The [engine orchestrator recipe](https://flutter.googlesource.com/recipes/+/refs/heads/main/recipes/engine_v2/)
reads each file in that directory, shards their builds, collects artifacts and
uploads them to the Google Cloud Storage bucket.
The [.ci.yaml file](https://github.com/flutter/engine/blob/main/.ci.yaml) at the
root of the `flutter/engine` repository puts all the components together.
Builds are specified in that file using a property pointing to the build definition
file to be used by engine\_v2 recipes. Full documentation of the `.ci.yaml` file format
can be found [in the Cocoon repository here](https://github.com/flutter/cocoon/blob/main/CI_YAML.md).
The following is a sample build configuration referencing
[android\_aot\_engine.json](https://github.com/flutter/engine/blob/main/ci/builders/mac_android_aot_engine.json)
in the `config_name` under `properties`:
```yaml
- name: Mac mac_android_aot_engine
recipe: engine_v2/engine_v2
timeout: 60
properties:
config_name: mac_android_aot_engine
$flutter/osx_sdk : >-
{ "sdk_version": "15a240d" }
```
## Build Definition Language Assumptions
To keep the build definition language simple the following assumptions were
made during its design:
* A build can be expressed as a set of independent sub-builds.
* A sub-build can be defined as a sequence of a `gn` configuration step,
a `ninja` build step, followed by self-contained test scripts, and self-contained
generator scripts. All the elements are optional allowing to use gn+ninja without
generators or generators without gn+ninja.
* All the sub-builds required by a global generator are defined within the same
configuration file.
## Build configuration file
The build configuration is a json file containing a list of builds, tests,
generators and archives. The following is an example of an empty configuration
file:
```json
{
"builds": [],
"tests": [],
"generators": {
"tasks": []
},
"archives": [
]
}
```
Note: tests, generators and archives can be omited if empty.
Build configuration files have to be checked into the
[engine_checkout/ci/builder](https://github.com/flutter/engine/tree/main/ci/builders)
directory where engine v2 recipes will be reading them from.
Configurations with a single build are supported. Single build configurations
are located have to be checked into the
[engine_checkout/ci/builder/standalone](https://github.com/flutter/engine/tree/main/ci/builders/standalone)
A configuration file defines a top-level builder that will show up as a column
in the
[Flutter Dashboard](https://flutter-dashboard.appspot.com/#/build?repo=engine&branch=master).
### Magic variables
Magic variables are special environment variables that can be used as parameters
for generators and test commands in the local and global contexts.
Magic environment variables have the following limitations:
only `${FLUTTER_LOGS_DIR}` is currently supported and it needs to be used
alone within the parameter string(e.g. `["${FLUTTER_LOGS_DIR}"]` is OK
but `["path=${FLUTTER_LOGS_DIR}"]` is not).

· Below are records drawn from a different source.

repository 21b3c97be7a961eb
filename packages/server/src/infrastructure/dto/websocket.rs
//! WebSocket message DTOs for the relay.

use serde::{Deserialize, Serialize};

use crate::domain::{Envelope, Identity, InboundMessage};

/// The only frame shape on the wire, in both directions.
///
/// Missing fields decode as empty strings, so `{"to":"B","message":"hi"}`
/// is a valid request.
#[derive(Debug, Clone, Default, PartialEq, Eq, Serialize, Deserialize)]
#[serde(default)]
pub struct WireMessage {
    pub to: String,
    pub from: String,
    pub message: String,
}

impl WireMessage {
    /// Decode one text or binary frame payload.
    pub fn decode(payload: &[u8]) -> Result<Self, serde_json::Error> {
        serde_json::from_slice(payload)
    }

    /// Encode for a text frame.
    pub fn encode(&self) -> Result<String, serde_json::Error> {
        serde_json::to_string(self)
    }
}

impl From<WireMessage> for InboundMessage {
    fn from(wire: WireMessage) -> Self {
        Self {
            to: Identity::from(wire.to),
            from: Identity::from(wire.from),
            message: wire.message,
        }
    }
}

impl From<Envelope> for WireMessage {
    fn from(envelope: Envelope) -> Self {
        Self {
            to: envelope.to.into_string(),
            from: envelope.from.into_string(),
            message: envelope.message,
        }
    }
}
//! Time helpers. All timestamps are Unix milliseconds, rendered in JST.

use chrono::{DateTime, FixedOffset, Offset, Utc};

const JST_OFFSET_SECS: i32 = 9 * 3600;

fn jst() -> FixedOffset {
    FixedOffset::east_opt(JST_OFFSET_SECS).unwrap_or(Utc.fix())
}

/// Get current Unix timestamp in JST (milliseconds)
pub fn get_jst_timestamp() -> i64 {
    Utc::now().with_timezone(&jst()).timestamp_millis()
}

/// Render a Unix millisecond timestamp as an RFC 3339 string in JST.
///
/// Out-of-range values fall back to the raw number.
pub fn timestamp_to_jst_rfc3339(millis: i64) -> String {
    DateTime::from_timestamp_millis(millis)
        .map(|dt| dt.with_timezone(&jst()).to_rfc3339())
        .unwrap_or_else(|| millis.to_string())
}

/// Format a Unix millisecond timestamp as `HH:MM:SS` in JST.
pub fn format_jst_clock(millis: i64) -> String {
    DateTime::from_timestamp_millis(millis)
        .map(|dt| dt.with_timezone(&jst()).format("%H:%M:%S").to_string())
        .unwrap_or_default()
}
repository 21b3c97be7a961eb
//! Infrastructure layer: registry implementation and wire DTOs.

pub mod dto;
pub mod registry;
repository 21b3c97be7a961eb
//! Shared utilities for Kotozute binaries.

pub mod logger;
pub mod time;
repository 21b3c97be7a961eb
//! UI layer: axum router, HTTP / WebSocket handlers and per-connection sessions.

pub mod handler;
pub mod router;
mod runner;
pub mod session;
mod signal;
pub mod state;

pub use router::build_router;
pub use runner::{ServerError, run_server, serve};
pub use signal::shutdown_signal;
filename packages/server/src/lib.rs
//! Direct-message relay over WebSocket.
//!
//! Clients connect to `/ws?id=<identity>` and exchange
//! `{"to", "from", "message"}` frames addressed by identity. The registry
//! tracks live sessions and routes between them.

pub mod config;
pub mod domain;
pub mod infrastructure;
pub mod ui;
pub mod usecase;

// Re-export entry points
pub use config::ServerConfig;
pub use ui::run_server;
//! Domain factories for creating value objects.

use super::SessionId;

/// Factory for generating SessionId instances.
///
/// Keeps id allocation out of the registry so that tests can build handles
/// with known ids.
pub struct SessionIdFactory;

impl SessionIdFactory {
    /// Generate a new SessionId with a random UUID v4.
    pub fn generate() -> SessionId {
        SessionId::from_uuid(uuid::Uuid::new_v4())
    }
}
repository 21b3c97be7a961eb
//! Registry contract.
//!
//! The registry owns the set of live sessions and routes addressed messages
//! between them. Implementations must make every operation atomic with
//! respect to the others: a `deliver` never enqueues onto a session whose
//! queue a concurrent `deregister` has already closed.

use async_trait::async_trait;

use super::{Envelope, Identity, MemberSnapshot, RegistryError, SessionHandle, SessionId};

/// Payload value that asks for the roster instead of being forwarded.
pub const ROSTER_REQUEST: &str = "static";

#[cfg_attr(test, mockall::automock)]
#[async_trait]
pub trait Registry: Send + Sync {
    /// Add a session to the membership set.
    ///
    /// Registering an id that is already present overwrites the previous
    /// member; the previous member's queue is closed.
    async fn register(&self, handle: SessionHandle);

    /// Remove a session and close its outbound queue.
    ///
    /// Returns `false` when the session was not present, which is not an
    /// error: teardown paths may race each other.
    async fn deregister(&self, session_id: SessionId) -> bool;

    /// Enqueue `Envelope::addressed(sender, recipient, message)` on the first
    /// live session whose identity is `recipient`. Never waits for queue
    /// capacity or for the recipient to appear.
    async fn deliver(
        &self,
        sender: &Identity,
        recipient: &Identity,
        message: String,
    ) -> Result<(), RegistryError>;

    /// Enqueue `envelope` on exactly the session `session_id`, regardless of
    /// how many other sessions share its identity. Same non-waiting policy
    /// as `deliver`.
    async fn deliver_to_session(
        &self,
        session_id: SessionId,
        envelope: Envelope,
    ) -> Result<(), RegistryError>;

    /// Live identities in ascending order, or `RegistryError::EmptyRoster`.
    async fn list_identities(&self) -> Result<Vec<Identity>, RegistryError>;

    /// Snapshot of every live member, ordered by connection time.
    async fn members(&self) -> Vec<MemberSnapshot>;

    /// Number of live sessions.
    async fn count_members(&self) -> usize;
}

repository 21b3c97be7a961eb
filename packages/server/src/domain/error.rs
//! Domain layer error definitions.

use thiserror::Error;

use super::Identity;

/// Outcomes of registry lookups that did not reach anyone.
///
/// The display strings are sent back to peers verbatim, so they are part of
/// the wire contract.
#[derive(Debug, Error, Clone, PartialEq, Eq)]
pub enum RegistryError {
    /// No live session carries the requested identity
    #[error("recipient not found: {0}")]
    RecipientNotFound(Identity),

    /// Nobody is connected
    #[error("empty clients")]
    EmptyRoster,

    /// The recipient's outbound queue is at capacity; the payload was dropped
    #[error("recipient queue full: {0}")]
    RecipientBacklogged(Identity),
}
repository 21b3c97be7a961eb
//! Parsing of typed input lines.

use crate::error::CommandError;

/// One line of user input.
#[derive(Debug, Clone, PartialEq, Eq)]
pub enum Command {
    /// `@<identity> <text>`
    Send { to: String, message: String },
    /// `/roster`
    Roster,
    /// `/quit`
    Quit,
    /// Blank line
    Empty,
}

impl Command {
    pub fn parse(line: &str) -> Result<Self, CommandError> {
        let line = line.trim();

        if line.is_empty() {
            return Ok(Self::Empty);
        }

        if let Some(rest) = line.strip_prefix('@') {
            let (to, message) = rest.split_once(char::is_whitespace).unwrap_or((rest, ""));
            let message = message.trim_start();
            if message.is_empty() {
                return Err(CommandError::MissingMessage(to.to_string()));
            }
            return Ok(Self::Send {
                to: to.to_string(),
                message: message.to_string(),
            });
        }

        match line {
            "/roster" => Ok(Self::Roster),
            "/quit" | "/exit" => Ok(Self::Quit),
            other if other.starts_with('/') => Err(CommandError::UnknownCommand(other.to_string())),
            _ => Err(CommandError::MissingRecipient),
        }
    }
}
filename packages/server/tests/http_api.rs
//! HTTP API integration tests.
//!
//! Tests for the health check, roster and HTML endpoints.

mod fixtures;
use fixtures::TestServer;

use kotozute_server::ServerConfig;
use tokio_tungstenite::connect_async;

#[tokio::test]
async fn test_health_endpoint() {
    // テスト項目: /api/health エンドポイントが正常に動作する
    // given (前提条件):
    let server = TestServer::start().await;
    let client = reqwest::Client::new();

    // when (操作):
    let response = client
        .get(format!("{}/api/health", server.base_url()))
        .send()
        .await
        .expect("Failed to send request");

    // then (期待する結果):
    assert_eq!(response.status(), 200);

    let body: serde_json::Value = response.json().await.expect("Failed to parse JSON");
    assert_eq!(body["status"], "ok");
}

#[tokio::test]
async fn test_roster_endpoint_empty() {
    // テスト項目: 誰も接続していなければ /api/roster は空配列を返す
    // given (前提条件):
    let server = TestServer::start().await;

    // when (操作):
    let body: serde_json::Value = reqwest::get(format!("{}/api/roster", server.base_url()))
        .await
        .expect("Failed to send request")
        .json()
        .await
        .expect("Failed to parse JSON");

    // then (期待する結果):
    assert_eq!(body, serde_json::json!([]));
}

#[tokio::test]
async fn test_roster_endpoint_lists_sessions() {
    // テスト項目: /api/roster は接続中のセッションを返す
    // given (前提条件):
    let server = TestServer::start().await;
    let (_alice, _) = connect_async(server.ws_url("alice"))
        .await
        .expect("Failed to connect");
    server.wait_for_roster(&["alice"]).await;

    // when (操作):
    let body: serde_json::Value = reqwest::get(format!("{}/api/roster", server.base_url()))
        .await
        .expect("Failed to send request")
        .json()
        .await
        .expect("Failed to parse JSON");

    // then (期待する結果):
    let entries = body.as_array().expect("Response should be an array");
    assert_eq!(entries.len(), 1);
    assert_eq!(entries[0]["identity"], "alice");
    assert!(entries[0]["session_id"].is_string());
    assert!(entries[0]["connected_at"].is_string());
}

#[tokio::test]
async fn test_index_serves_html() {
    // テスト項目: / は設定された HTML ファイルを返す
    // given (前提条件):
    let path = std::env::temp_dir().join(format!("kotozute-home-{}.html", std::process::id()));
    std::fs::write(&path, "<html><body>relay</body></html>").expect("Failed to write html");
    let server = TestServer::start_with(ServerConfig {
        html_path: path.clone(),
        ..ServerConfig::default()
    })
    .await;

    // when (操作):
    let response = reqwest::get(server.base_url())
        .await
        .expect("Failed to send request");

    // then (期待する結果):
    assert_eq!(response.status(), 200);
    assert!(
        response.headers()["content-type"]
            .to_str()
            .unwrap()
            .starts_with("text/html")
    );
    assert_eq!(
        response.text().await.unwrap(),
        "<html><body>relay</body></html>"
    );
    let _ = std::fs::remove_file(path);
}

#[tokio::test]
async fn test_index_missing_file_is_server_error() {
    // テスト項目: HTML ファイルが読めなければ 500 を返す
    // given (前提条件):
    let server = TestServer::start_with(ServerConfig {
        html_path: "/nonexistent/kotozute/home.html".into(),
        ..ServerConfig::default()
    })
    .await;

    // when (操作):
    let response = reqwest::get(server.base_url())
        .await
        .expect("Failed to send request");

    // then (期待する結果):
    assert_eq!(response.status(), 500);
}

#[tokio::test]
async fn test_plain_get_on_ws_is_rejected() {
    // テスト項目: アップグレードでない /ws へのリクエストは拒否され、サーバーは動き続ける
    // given (前提条件):
    let server = TestServer::start().await;

    // when (操作):
    let response = reqwest::get(format!("{}/ws?id=alice", server.base_url()))
        .await
        .expect("Failed to send request");

    // then (期待する結果):
    assert!(response.status().is_client_error());
    let health = reqwest::get(format!("{}/api/health", server.base_url()))
        .await
        .expect("Failed to send request");
    assert_eq!(health.status(), 200);
}
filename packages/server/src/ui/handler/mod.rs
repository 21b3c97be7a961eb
//! Handler modules for HTTP and WebSocket endpoints.

pub mod http;
pub mod websocket;

// Re-export HTTP handlers
pub use http::{get_roster, health_check, serve_html};

// Re-export WebSocket handlers
pub use websocket::websocket_handler;
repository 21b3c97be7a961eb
//! Data transfer objects for the HTTP and WebSocket surfaces.

pub mod http;
pub mod websocket;
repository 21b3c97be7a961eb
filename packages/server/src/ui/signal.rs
//! Shutdown signal handling.

/// Resolves on Ctrl-C, or SIGTERM on Unix.
pub async fn shutdown_signal() {
    let ctrl_c = async {
        if let Err(e) = tokio::signal::ctrl_c().await {
            tracing::error!("Failed to install Ctrl+C handler: {}", e);
            std::future::pending::<()>().await;
        }
    };

    #[cfg(unix)]
    let terminate = async {
        match tokio::signal::unix::signal(tokio::signal::unix::SignalKind::terminate()) {
            Ok(mut signal) => {
                signal.recv().await;
            }
            Err(e) => {
                tracing::error!("Failed to install SIGTERM handler: {}", e);
                std::future::pending::<()>().await;
            }
        }
    };

    #[cfg(not(unix))]
    let terminate = std::future::pending::<()>();

    tokio::select! {
        _ = ctrl_c => {},
        _ = terminate => {},
    }

    tracing::info!("Shutdown signal received, stopping server");
}
//! Registry の実装
//!
//! ドメイン層が定義する `Registry` trait の具体的な実装を提供します。
//! UseCase 層と UI 層は trait（ドメイン層）に依存し、この実装に直接依存しません。

pub mod inmemory;

pub use inmemory::InMemoryRegistry;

The current list of supported magic variables is:
* `${FLUTTER_LOGS_DIR}` - translated to the path of the temporary
folder where logs are being placed.
* `${LUCI_WORKDIR}` - translated to the LUCI chroot working directory.
* `${LUCI_CLEANUP}` - translated to the LUCI chroot temp directory.
* `${REVISION}` - translated to the engine commit in postsubmit. In presubmit
it is translated to an empty string.
### Build
A build is a dictionary with a gn command, a ninja command, zero or more
generator commands, zero or more local tests, zero or more local
generators and zero or more output artifacts.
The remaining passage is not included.